But there is a deeper reason as well. As the great scholar of Islam, Bernard Lewis, has written: “The community of Islam was church and state in one, with the two indistinguishably interwoven.”

This isn’t just a theoretical observation. It means that imams at mosques tend to be preaching about politics, and doing so from a cosmology deeply influenced by paranoia and conspiracy.

Many Australian Islamic institutions receive funding from Saudi Arabia, but I know from my work in Southeast Asia and Europe that the Saudis almost always fund an extremist interpretation of Islam.

To have concerns about these matters is not racism or xenophobia.
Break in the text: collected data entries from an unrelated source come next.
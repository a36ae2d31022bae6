//! HTTP transport
//!
//! [`HttpClient`] is the seam between resource clients and the network. Each
//! call issues exactly one request and classifies failures with
//! [`classify_status`] / [`classify_transport`].

use async_trait::async_trait;
use reqwest::{Client, Method, RequestBuilder};
use serde::Serialize;
use serde::de::DeserializeOwned;

use crate::config::ClientConfig;
use crate::error::{ClientError, ClientResult, classify_status, classify_transport};

/// HTTP client trait
#[async_trait]
pub trait HttpClient: Send + Sync {
    async fn get<T: DeserializeOwned>(&self, path: &str) -> ClientResult<T>;
    async fn post<T: DeserializeOwned, B: Serialize + Sync>(
        &self,
        path: &str,
        body: &B,
    ) -> ClientResult<T>;
    async fn patch<T: DeserializeOwned, B: Serialize + Sync>(
        &self,
        path: &str,
        body: &B,
    ) -> ClientResult<T>;
    async fn delete<T: DeserializeOwned>(&self, path: &str) -> ClientResult<T>;
    async fn delete_with_body<T: DeserializeOwned, B: Serialize + Sync>(
        &self,
        path: &str,
        body: &B,
    ) -> ClientResult<T>;
}

/// Network HTTP client backed by `reqwest`
#[derive(Debug, Clone)]
pub struct NetworkHttpClient {
    client: Client,
    base_url: String,
}

impl NetworkHttpClient {
    pub fn new(config: &ClientConfig) -> ClientResult<Self> {
        let client = Client::builder()
            .timeout(std::time::Duration::from_secs(config.timeout))
            .build()
            .map_err(|e| ClientError::Config(format!("Failed to build HTTP client: {e}")))?;
        Ok(Self {
            client,
            base_url: config.base_url.trim_end_matches('/').to_string(),
        })
    }

    /// Base URL without trailing slash
    pub fn base_url(&self) -> &str {
        &self.base_url
    }

    fn url(&self, path: &str) -> String {
        format!("{}/{}", self.base_url, path.trim_start_matches('/'))
    }

    fn request(&self, method: Method, path: &str) -> RequestBuilder {
        self.client.request(method, self.url(path))
    }

    async fn execute<T: DeserializeOwned>(
        &self,
        method: Method,
        path: &str,
        request: RequestBuilder,
    ) -> ClientResult<T> {
        tracing::debug!(%method, path, "Sending request");
        let response = request.send().await.map_err(|e| {
            tracing::warn!(%method, path, error = %e, "No response from server");
            classify_transport(e)
        })?;

        let status = response.status();
        let text = response.text().await.map_err(classify_transport)?;

        if !status.is_success() {
            tracing::warn!(%method, path, status = status.as_u16(), "Request rejected");
            return Err(classify_status(status, &text));
        }

        tracing::debug!(%method, path, status = status.as_u16(), "Request succeeded");
        decode_body(&text)
    }
}

/// Empty bodies (204) decode as JSON null; a plain-text acknowledgement
/// decodes as a JSON string.
fn decode_body<T: DeserializeOwned>(text: &str) -> ClientResult<T> {
    if text.trim().is_empty() {
        return Ok(serde_json::from_value(serde_json::Value::Null)?);
    }
    match serde_json::from_str(text) {
        Ok(value) => Ok(value),
        Err(parse_err) => serde_json::from_value(serde_json::Value::String(text.to_string()))
            .map_err(|_| ClientError::Serialization(parse_err)),
    }
}

#[async_trait]
impl HttpClient for NetworkHttpClient {
    async fn get<T: DeserializeOwned>(&self, path: &str) -> ClientResult<T> {
        let req = self.request(Method::GET, path);
        self.execute(Method::GET, path, req).await
    }

    async fn post<T: DeserializeOwned, B: Serialize + Sync>(
        &self,
        path: &str,
        body: &B,
    ) -> ClientResult<T> {
        let req = self.request(Method::POST, path).json(body);
        self.execute(Method::POST, path, req).await
    }

    async fn patch<T: DeserializeOwned, B: Serialize + Sync>(
        &self,
        path: &str,
        body: &B,
    ) -> ClientResult<T> {
        let req = self.request(Method::PATCH, path).json(body);
        self.execute(Method::PATCH, path, req).await
    }

    async fn delete<T: DeserializeOwned>(&self, path: &str) -> ClientResult<T> {
        let req = self.request(Method::DELETE, path);
        self.execute(Method::DELETE, path, req).await
    }

    async fn delete_with_body<T: DeserializeOwned, B: Serialize + Sync>(
        &self,
        path: &str,
        body: &B,
    ) -> ClientResult<T> {
        let req = self.request(Method::DELETE, path).json(body);
        self.execute(Method::DELETE, path, req).await
    }
}
//! Remote resource traits
//!
//! One trait per capability so a resource only exposes what its endpoints
//! support: reservations are read-only, health alerts cannot be updated.
//! Create and update take the manager's form types and validate them before
//! anything is sent.

use async_trait::async_trait;
use serde::de::DeserializeOwned;
use serde_json::Value;
use shared::{RecordId, Searchable};

use crate::envelope::{decode_list, decode_one};
use crate::error::{ClientError, ClientResult};
use crate::http::HttpClient;

/// Read access to a remote collection
#[async_trait]
pub trait ListResource: Send + Sync + 'static {
    type Record: Searchable + Clone + Send + Sync + 'static;

    /// Resource name used in log fields
    const NAME: &'static str;

    /// Fetch the whole collection; a 404 is an empty collection
    async fn list(&self) -> ClientResult<Vec<Self::Record>>;

    async fn get(&self, id: RecordId) -> ClientResult<Self::Record>;
}

#[async_trait]
pub trait CreateResource: ListResource {
    /// Unvalidated input
    type Form: Send + Sync;
    /// What the backend hands back
    type Created: Send;

    async fn create(&self, form: &Self::Form) -> ClientResult<Self::Created>;
}

#[async_trait]
pub trait UpdateResource: ListResource {
    type Update: Send + Sync;

    async fn update(&self, id: RecordId, update: &Self::Update) -> ClientResult<()>;
}

#[async_trait]
pub trait DeleteResource: ListResource {
    async fn delete(&self, id: RecordId) -> ClientResult<()>;
}

pub(crate) async fn fetch_list<H, T>(
    http: &H,
    resource: &'static str,
    path: &str,
    key: &str,
) -> ClientResult<Vec<T>>
where
    H: HttpClient,
    T: DeserializeOwned,
{
    match http.get::<Value>(path).await {
        Ok(body) => {
            let items: Vec<T> = decode_list(body, key)?;
            tracing::debug!(resource, count = items.len(), "Fetched collection");
            Ok(items)
        }
        Err(ClientError::NotFound(_)) => {
            tracing::debug!(resource, "Collection not found, treating as empty");
            Ok(Vec::new())
        }
        Err(e) => Err(e),
    }
}

pub(crate) async fn fetch_one<H, T>(http: &H, path: &str, key: &str) -> ClientResult<T>
where
    H: HttpClient,
    T: DeserializeOwned,
{
    decode_one(http.get::<Value>(path).await?, key)
}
It is reasonable.

It may also be that when young men of Islamic background experience failure and alienation they are much more readily prone to entrepreneurs of identity who offer them purpose through the jihadi ideology, which has a large overlap with what they hear at the mosque and what they see on Arabic TV.

This is simply not true for Buddhists or Confucians or Sikhs or Jews or Christians, and to pretend so, to make all religions seem equal, is to simply deny reality.

Islam is a deep sea with a tradition of much spiritual goodness and genuine insight.

However, the Koran itself contains numerous injunctions to violent jihad and suppression of infidels. It also contains passages against violence and against compulsion in religion.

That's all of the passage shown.